January 18, 2012, 4:33 EST – Kinshasa, Democratic Republic of Congo
I’m exhausted this evening, so this post will be short. I truly lived the life of a loan officer today, and as a result, I’m ready for an early bedtime.
HOPE Democratic Republic of Congo (DRC) has had a challenging couple of months, starting with the general elections that took place on November 28. There were accusations of fraud and tampering even before the election happened, and as you’d imagine, those cries grew louder after the election.
When the results were released, the incumbent was proclaimed the winner by a huge margin, which led to violence across the country in early to mid-December. Cognizant of recent unrest in other African countries, we decided to temporarily stop loan disbursements (new and renewal loan payouts), because we did not want to put our staff and clients in harm’s way. The unrest abated just as the country celebrated the Christmas holiday, followed by several DRC national holidays. The consequence is that we’re tracking behind our disbursement schedule, and the HOPE DRC team is hustling to catch up. I rode around Kinshasa with Seguy, one of our supervisors, and Sarah Simba, our executive assistant in HOPE DRC, who helped me out with translation.
Kinshasa traffic is incredibly heavy, and the quaint Western notions of right-of-way, defensive driving, and passing on the left simply do not apply. Seguy did a masterful job of navigating the traffic without any fender benders.

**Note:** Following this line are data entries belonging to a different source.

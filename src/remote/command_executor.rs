use crate::error_handling::types::RemoteError;
use crate::remote::remote_session::{ExecStatus, OutputStream, RemoteSession};
use crate::remote::worker_pool::RemoteWorkerPool;
use crate::resilience::breaker_registry::{exec_breaker_name, CircuitBreakerRegistry};
use crate::resilience::circuit_breaker::CircuitBreakerError;
use crate::session_management::active_session::ActiveSession;
use log::{debug, info, warn};
use serde::Serialize;
use std::sync::Arc;
use std::time::{Duration, Instant};

/// Extra time granted to a binding to close its channel after the deadline before the
/// executor stops waiting for it.
const FORCE_CLOSE_GRACE: Duration = Duration::from_secs(5);

#[derive(Debug, Clone, PartialEq, Eq, Serialize)]
#[serde(rename_all = "camelCase")]
pub struct CommandResult {
    pub stdout: String,
    pub stderr: String,
    pub exit_status: i32,
    pub duration_ms: u64,
}

/// Receives output as it is produced.
pub type OutputListener = Box<dyn FnMut(OutputStream, &[u8]) + Send>;

/// Runs single commands over live sessions, one breaker per target host.
pub struct RemoteCommandExecutor {
    breakers: Arc<CircuitBreakerRegistry>,
    pool: Arc<RemoteWorkerPool>,
    force_close_grace: Duration,
}

impl RemoteCommandExecutor {
    pub fn new(breakers: Arc<CircuitBreakerRegistry>, pool: Arc<RemoteWorkerPool>) -> Self {
        Self {
            breakers,
            pool,
            force_close_grace: FORCE_CLOSE_GRACE,
        }
    }

    pub fn with_force_close_grace(mut self, grace: Duration) -> Self {
        self.force_close_grace = grace;
        self
    }

    pub async fn execute(
        &self,
        session: &ActiveSession,
        command: &str,
        timeout: Duration,
    ) -> Result<CommandResult, RemoteError> {
        self.execute_streaming(session, command, timeout, None)
            .await
    }

    /// Same as [`RemoteCommandExecutor::execute`], also forwarding output to `listener`.
    pub async fn execute_streaming(
        &self,
        session: &ActiveSession,
        command: &str,
        timeout: Duration,
        listener: Option<OutputListener>,
    ) -> Result<CommandResult, RemoteError> {
        let breaker = self.breakers.get(&exec_breaker_name(session.host()));
        let connection = session.connection.clone();
        let command_line = command.to_string();
        debug!(
            "Executing on {} for session {}: {}",
            session.host(),
            session.metadata.session_id,
            command
        );

        // Queue for a worker outside the breaker and the deadline: a busy pool says nothing
        // about the health of this host.
        let permit = self.pool.reserve().await?;
        let grace = self.force_close_grace;
        let outcome = breaker
            .call_async(|| async move {
                let job = permit.run(move || {
                    run_command(connection.as_ref(), &command_line, timeout, listener)
                });
                match tokio::time::timeout(timeout + grace, job).await {
                    Ok(result) => result,
                    Err(_) => {
                        warn!("Remote binding ignored the command deadline");
                        Err(RemoteError::CommandTimeout(timeout))
                    }
                }
            })
            .await;

        match outcome {
            Ok(result) => {
                info!(
                    "Command on {} exited with {} after {} ms",
                    session.host(),
                    result.exit_status,
                    result.duration_ms
                );
                Ok(result)
            }
            Err(CircuitBreakerError::Open(name)) => Err(RemoteError::CircuitOpen(name)),
            Err(CircuitBreakerError::Inner(e)) => {
                warn!("Command on {} failed: {}", session.host(), e);
                Err(e)
            }
        }
    }
}

fn run_command(
    connection: &dyn RemoteSession,
    command: &str,
    timeout: Duration,
    mut listener: Option<OutputListener>,
) -> Result<CommandResult, RemoteError> {
    let started = Instant::now();
    let mut stdout = Vec::new();
    let mut stderr = Vec::new();

    let status = connection.exec(command, started + timeout, &mut |stream, bytes| {
        match stream {
            OutputStream::Stdout => stdout.extend_from_slice(bytes),
            OutputStream::Stderr => stderr.extend_from_slice(bytes),
        }
        if let Some(listener) = listener.as_mut() {
            listener(stream, bytes);
        }
    })?;

    match status {
        ExecStatus::Exited(exit_status) => Ok(CommandResult {
            stdout: String::from_utf8_lossy(&stdout).into_owned(),
            stderr: String::from_utf8_lossy(&stderr).into_owned(),
            exit_status,
            duration_ms: started.elapsed().as_millis() as u64,
        }),
        ExecStatus::TimedOut => Err(RemoteError::CommandTimeout(timeout)),
    }
}
//! SeaORM entity models used by the database storage backend.
//!
//! These structs map to the tables created by `database_storage`:
//! - `file_transfers`: one row per chunked transfer
//! - `transfer_chunks`: per-chunk metadata of a transfer
//! - `activity_logs`: flushed activity log batches
//!
//! Timestamps are stored as RFC3339 strings in UTC with millisecond precision, so string
//! comparison orders them chronologically.

/// Transfer records.
pub mod file_transfer {
    use sea_orm::entity::prelude::*;

    #[derive(Clone, Debug, PartialEq, Eq, DeriveEntityModel)]
    #[sea_orm(table_name = "file_transfers")]
    pub struct Model {
        #[sea_orm(primary_key, auto_increment = false)]
        pub transfer_id: String,
        pub owner_user_id: String,
        pub resource_id: String,
        /// `UPLOAD` or `DOWNLOAD`
        pub direction: String,
        pub remote_path: String,
        pub file_name: String,
        pub total_size: i64,
        pub chunk_size: i64,
        pub total_chunks: i32,
        /// Status as its upper-case name
        pub status: String,
        pub error_message: Option<String>,
        pub created_at: String,
        pub updated_at: String,
    }

    #[derive(Copy, Clone, Debug, EnumIter, DeriveRelation)]
    pub enum Relation {}

    impl ActiveModelBehavior for ActiveModel {}
}

/// Chunk metadata, keyed by `<transfer_id>:<chunk_number>`.
pub mod transfer_chunk {
    use sea_orm::entity::prelude::*;

    #[derive(Clone, Debug, PartialEq, Eq, DeriveEntityModel)]
    #[sea_orm(table_name = "transfer_chunks")]
    pub struct Model {
        #[sea_orm(primary_key, auto_increment = false)]
        pub id: String,
        pub transfer_id: String,
        pub chunk_number: i32,
        pub size: i64,
        pub byte_offset: i64,
        pub uploaded: bool,
        pub checksum: Option<String>,
    }

    #[derive(Copy, Clone, Debug, EnumIter, DeriveRelation)]
    pub enum Relation {}

    impl ActiveModelBehavior for ActiveModel {}
}

/// Activity log events.
pub mod activity_log {
    use sea_orm::entity::prelude::*;

    #[derive(Clone, Debug, PartialEq, Eq, DeriveEntityModel)]
    #[sea_orm(table_name = "activity_logs")]
    pub struct Model {
        /// Auto-increment row id
        #[sea_orm(primary_key)]
        pub id: i32,
        pub user_id: String,
        pub action: String,
        pub resource_id: Option<String>,
        pub details: String,
        pub status: String,
        pub error_message: Option<String>,
        pub timestamp: String,
    }

    #[derive(Copy, Clone, Debug, EnumIter, DeriveRelation)]
    pub enum Relation {}

    impl ActiveModelBehavior for ActiveModel {}
}
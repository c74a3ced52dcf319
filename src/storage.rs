//! Storage subsystem
//!
//! This module provides the persistence interfaces and their implementations for transfer
//! bookkeeping and activity logs.
//!
//! Components:
//! - `storage_trait`: the repository traits.
//! - `memory_storage`: process-local implementation, the default backend.
//! - `database_storage`: ORM-based implementation using SeaORM.
//! - `db_entities`: SeaORM entity models for the database backend.

pub mod database_storage;
pub mod db_entities;
pub mod memory_storage;
pub mod storage_trait;

use crate::configuration::types::{StorageBackend, StorageConfig};
use crate::error_handling::types::StorageError;
use std::sync::Arc;
pub use storage_trait::{ActivityLogRepository, TransferRepository};

/// The repositories used by the rest of the process, backed by the same store.
#[derive(Clone)]
pub struct Repositories {
    pub transfers: Arc<dyn TransferRepository>,
    pub activity: Arc<dyn ActivityLogRepository>,
}

pub async fn open_repositories(config: &StorageConfig) -> Result<Repositories, StorageError> {
    match config.backend {
        StorageBackend::Memory => {
            let storage = Arc::new(memory_storage::MemoryStorage::new());
            Ok(Repositories {
                transfers: storage.clone(),
                activity: storage,
            })
        }
        StorageBackend::Database => {
            let storage =
                Arc::new(database_storage::DatabaseStorage::connect(&config.database_url).await?);
            Ok(Repositories {
                transfers: storage.clone(),
                activity: storage,
            })
        }
    }
}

We did three disbursements in different parts of the Righini section of Kinshasa. We were all ready to do a fourth, but Seguy rightfully did not feel comfortable with the group’s level of solidarity. So that disbursement will be delayed until the group members are individually and collectively comfortable with the loan amount. I was proud of Seguy for not letting our zeal for disbursements make us cut corners on underwriting. That warmed my heart. We’re making uncollateralized loans in one of the poorest countries on earth, so we can never take credit risk and underwriting for granted.
I was ragged by the end of the day, but thankful that I was there as we continued our relationships with about 50 clients.